▶ [Data provided]
________________________
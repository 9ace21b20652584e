//! Daemon configuration management

use anyhow::{Context, Result, anyhow};
use deck::{CatalogEntry, DeviceFamily, DiscoveryCatalog, ListenOptions};
use serde::{Deserialize, Serialize};
use std::fs;
use std::path::{Path, PathBuf};
use std::time::Duration;

const VALID_LOG_LEVELS: [&str; 5] = ["trace", "debug", "info", "warn", "error"];

#[derive(Debug, Clone, Default, Serialize, Deserialize)]
pub struct DaemonConfig {
    #[serde(default)]
    pub daemon: DaemonSettings,
    #[serde(default)]
    pub timing: TimingSettings,
    /// Products added on top of the built-in catalog
    #[serde(default)]
    pub catalog: CatalogSettings,
}

#[derive(Debug, Clone, Serialize, Deserialize)]
pub struct DaemonSettings {
    #[serde(default = "DaemonSettings::default_log_level")]
    pub log_level: String,
    /// Surface already-attached decks as `added` to new subscribers
    #[serde(default = "default_true")]
    pub emit_existing: bool,
    /// Wake, full brightness, clear icons and refresh on attach
    #[serde(default = "default_true")]
    pub init_on_attach: bool,
}

impl Default for DaemonSettings {
    fn default() -> Self {
        Self {
            log_level: Self::default_log_level(),
            emit_existing: true,
            init_on_attach: true,
        }
    }
}

impl DaemonSettings {
    fn default_log_level() -> String {
        "info".to_string()
    }
}

#[derive(Debug, Clone, Serialize, Deserialize)]
pub struct TimingSettings {
    #[serde(default = "TimingSettings::default_reconcile_interval")]
    pub reconcile_interval_ms: u64,
    #[serde(default = "TimingSettings::default_read_interval")]
    pub read_interval_ms: u64,
}

impl Default for TimingSettings {
    fn default() -> Self {
        Self {
            reconcile_interval_ms: Self::default_reconcile_interval(),
            read_interval_ms: Self::default_read_interval(),
        }
    }
}

impl TimingSettings {
    fn default_reconcile_interval() -> u64 {
        1000
    }

    fn default_read_interval() -> u64 {
        100
    }
}

#[derive(Debug, Clone, Default, Serialize, Deserialize)]
pub struct CatalogSettings {
    #[serde(default)]
    pub extra: Vec<ProductEntry>,
}

/// One extra catalog row
///
/// # Example Configuration
/// ```toml
/// [[catalog.extra]]
/// vendor_id = "0x5500"
/// product_id = "0x1001"
/// family = "n3"
/// ```
#[derive(Debug, Clone, PartialEq, Eq, Serialize, Deserialize)]
pub struct ProductEntry {
    pub vendor_id: String,
    pub product_id: String,
    pub family: String,
}

impl ProductEntry {
    /// Parse into a catalog row
    pub fn to_entry(&self) -> Result<CatalogEntry> {
        let vendor_id = parse_hex_id(&self.vendor_id, "vendor_id")?;
        let product_id = parse_hex_id(&self.product_id, "product_id")?;
        let family: DeviceFamily = self
            .family
            .parse()
            .map_err(|e| anyhow!("Invalid catalog entry: {}", e))?;
        Ok(CatalogEntry::new(vendor_id, product_id, family))
    }
}

fn default_true() -> bool {
    true
}

impl DaemonConfig {
    /// Load configuration from file
    pub fn load(path: Option<PathBuf>) -> Result<Self> {
        let config_path = if let Some(p) = path {
            p
        } else {
            let candidates = vec![
                Self::default_path(),
                PathBuf::from("/etc/stream-deck-rs/deckd.toml"),
            ];

            candidates
                .into_iter()
                .find(|p| p.exists())
                .ok_or_else(|| anyhow!("No configuration file found, using defaults"))?
        };

        let content = fs::read_to_string(&config_path)
            .with_context(|| format!("Failed to read config file: {}", config_path.display()))?;

        let config = Self::from_toml(&content)
            .with_context(|| format!("Invalid config file: {}", config_path.display()))?;

        tracing::info!("Loaded configuration from: {}", config_path.display());
        Ok(config)
    }

    /// Parse and validate a TOML document
    pub fn from_toml(content: &str) -> Result<Self> {
        let config: DaemonConfig =
            toml::from_str(content).context("Failed to parse configuration")?;
        config.validate()?;
        Ok(config)
    }

    /// Load configuration or return defaults if not found
    pub fn load_or_default() -> Self {
        match Self::load(None) {
            Ok(config) => config,
            Err(e) => {
                tracing::warn!("Failed to load config: {}, using defaults", e);
                Self::default()
            }
        }
    }

    /// Save configuration to the specified path
    pub fn save(&self, path: &Path) -> Result<()> {
        let content = toml::to_string_pretty(self).context("Failed to serialize configuration")?;

        if let Some(parent) = path.parent() {
            fs::create_dir_all(parent).with_context(|| {
                format!("Failed to create config directory: {}", parent.display())
            })?;
        }

        fs::write(path, content)
            .with_context(|| format!("Failed to write config file: {}", path.display()))?;

        tracing::info!("Saved configuration to: {}", path.display());
        Ok(())
    }

    /// Get the default configuration file path
    pub fn default_path() -> PathBuf {
        if let Some(config_dir) = dirs::config_dir() {
            config_dir.join("stream-deck-rs").join("deckd.toml")
        } else {
            PathBuf::from(".config/stream-deck-rs/deckd.toml")
        }
    }

    /// Validate configuration values
    pub fn validate(&self) -> Result<()> {
        validate_log_level(&self.daemon.log_level)?;

        if self.timing.reconcile_interval_ms == 0 {
            return Err(anyhow!("timing.reconcile_interval_ms must be greater than 0"));
        }
        if self.timing.read_interval_ms == 0 {
            return Err(anyhow!("timing.read_interval_ms must be greater than 0"));
        }

        for product in &self.catalog.extra {
            product.to_entry()?;
        }

        Ok(())
    }

    /// Built-in catalog extended with the configured rows
    pub fn catalog(&self) -> Result<DiscoveryCatalog> {
        let extra = self
            .catalog
            .extra
            .iter()
            .map(ProductEntry::to_entry)
            .collect::<Result<Vec<_>>>()?;
        Ok(DiscoveryCatalog::builtin_with(extra))
    }

    /// Hotplug monitor options
    pub fn listen_options(&self) -> ListenOptions {
        ListenOptions {
            emit_existing: self.daemon.emit_existing,
            reconcile_interval: Duration::from_millis(self.timing.reconcile_interval_ms),
            read_interval: self.read_interval(),
        }
    }

    /// Read loop cadence
    pub fn read_interval(&self) -> Duration {
        Duration::from_millis(self.timing.read_interval_ms)
    }
}

/// Check a level name against the accepted set
pub fn validate_log_level(level: &str) -> Result<()> {
    if !VALID_LOG_LEVELS.contains(&level) {
        return Err(anyhow!(
            "Invalid log level '{}', must be one of: {}",
            level,
            VALID_LOG_LEVELS.join(", ")
        ));
    }
    Ok(())
}

/// Parse a `0x`-prefixed hex ID (VID or PID)
pub fn parse_hex_id(id: &str, name: &str) -> Result<u16> {
    let hex_part = id
        .strip_prefix("0x")
        .or_else(|| id.strip_prefix("0X"))
        .ok_or_else(|| {
            anyhow!(
                "Invalid {} '{}', must start with '0x' (e.g., '0x1234')",
                name,
                id
            )
        })?;

    if hex_part.is_empty() || hex_part.len() > 4 {
        return Err(anyhow!(
            "Invalid {} '{}', hex part must be 1-4 digits",
            name,
            id
        ));
    }

    u16::from_str_radix(hex_part, 16)
        .map_err(|_| anyhow!("Invalid {} '{}', not a valid hex number", name, id))
}

/// Load a config file, expanding `~`
pub fn load_config(path: &str) -> Result<DaemonConfig> {
    let path_buf = PathBuf::from(shellexpand::tilde(path).as_ref());
    DaemonConfig::load(Some(path_buf))
}

#[cfg(test)]
mod tests {
    use super::*;

    #[test]
    fn test_default_config() {
        let config = DaemonConfig::default();
        assert_eq!(config.daemon.log_level, "info");
        assert!(config.daemon.emit_existing);
        assert!(config.daemon.init_on_attach);
        assert_eq!(config.timing.reconcile_interval_ms, 1000);
        assert_eq!(config.timing.read_interval_ms, 100);
        assert!(config.catalog.extra.is_empty());
        assert!(config.validate().is_ok());
    }

    #[test]
    fn test_parse_hex_id_valid() {
        assert_eq!(parse_hex_id("0x5500", "VID").unwrap(), 0x5500);
        assert_eq!(parse_hex_id("0X1", "VID").unwrap(), 1);
        assert_eq!(parse_hex_id("0xffff", "PID").unwrap(), 0xFFFF);
    }

    #[test]
    fn test_parse_hex_id_invalid() {
        assert!(parse_hex_id("5500", "VID").is_err());
        assert!(parse_hex_id("0x", "VID").is_err());
        assert!(parse_hex_id("0x12345", "VID").is_err());
        assert!(parse_hex_id("0xGG", "VID").is_err());
    }

    #[test]
    fn test_validate_rejects_bad_log_level() {
        let mut config = DaemonConfig::default();
        config.daemon.log_level = "verbose".to_string();
        let err = config.validate().unwrap_err();
        assert!(err.to_string().contains("verbose"));
    }

    #[test]
    fn test_validate_rejects_zero_intervals() {
        let mut config = DaemonConfig::default();
        config.timing.reconcile_interval_ms = 0;
        assert!(config.validate().is_err());

        let mut config = DaemonConfig::default();
        config.timing.read_interval_ms = 0;
        assert!(config.validate().is_err());
    }

    #[test]
    fn test_validate_rejects_unknown_family() {
        let mut config = DaemonConfig::default();
        config.catalog.extra.push(ProductEntry {
            vendor_id: "0x1234".to_string(),
            product_id: "0x5678".to_string(),
            family: "n9".to_string(),
        });
        assert!(config.validate().is_err());
    }

    #[test]
    fn test_catalog_appends_extra_rows() {
        let mut config = DaemonConfig::default();
        config.catalog.extra.push(ProductEntry {
            vendor_id: "0x1234".to_string(),
            product_id: "0x5678".to_string(),
            family: "N3".to_string(),
        });

        let catalog = config.catalog().unwrap();
        assert_eq!(catalog.len(), DiscoveryCatalog::builtin().len() + 1);
        assert_eq!(catalog.lookup(0x1234, 0x5678), Some(DeviceFamily::N3));
    }

    #[test]
    fn test_listen_options_follow_timing() {
        let mut config = DaemonConfig::default();
        config.daemon.emit_existing = false;
        config.timing.reconcile_interval_ms = 250;
        config.timing.read_interval_ms = 20;

        let options = config.listen_options();
        assert!(!options.emit_existing);
        assert_eq!(options.reconcile_interval, Duration::from_millis(250));
        assert_eq!(options.read_interval, Duration::from_millis(20));
    }

    #[test]
    fn test_load_config_missing_file() {
        assert!(load_config("/nonexistent/stream-deck-rs/deckd.toml").is_err());
    }
}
________________________
▶ [Exercise aim]
There is a line with "extra catalog row" and a line with "configuration from file" above. Copy exactly those two lines and all lines between them, with nothing else.

▶ [Completed task]
/// One extra catalog row
///
/// # Example Configuration
/// ```toml
/// [[catalog.extra]]
/// vendor_id = "0x5500"
/// product_id = "0x1001"
/// family = "n3"
/// ```
#[derive(Debug, Clone, PartialEq, Eq, Serialize, Deserialize)]
pub struct ProductEntry {
    pub vendor_id: String,
    pub product_id: String,
    pub family: String,
}

impl ProductEntry {
    /// Parse into a catalog row
    pub fn to_entry(&self) -> Result<CatalogEntry> {
        let vendor_id = parse_hex_id(&self.vendor_id, "vendor_id")?;
        let product_id = parse_hex_id(&self.product_id, "product_id")?;
        let family: DeviceFamily = self
            .family
            .parse()
            .map_err(|e| anyhow!("Invalid catalog entry: {}", e))?;
        Ok(CatalogEntry::new(vendor_id, product_id, family))
    }
}

fn default_true() -> bool {
    true
}

impl DaemonConfig {
    /// Load configuration from file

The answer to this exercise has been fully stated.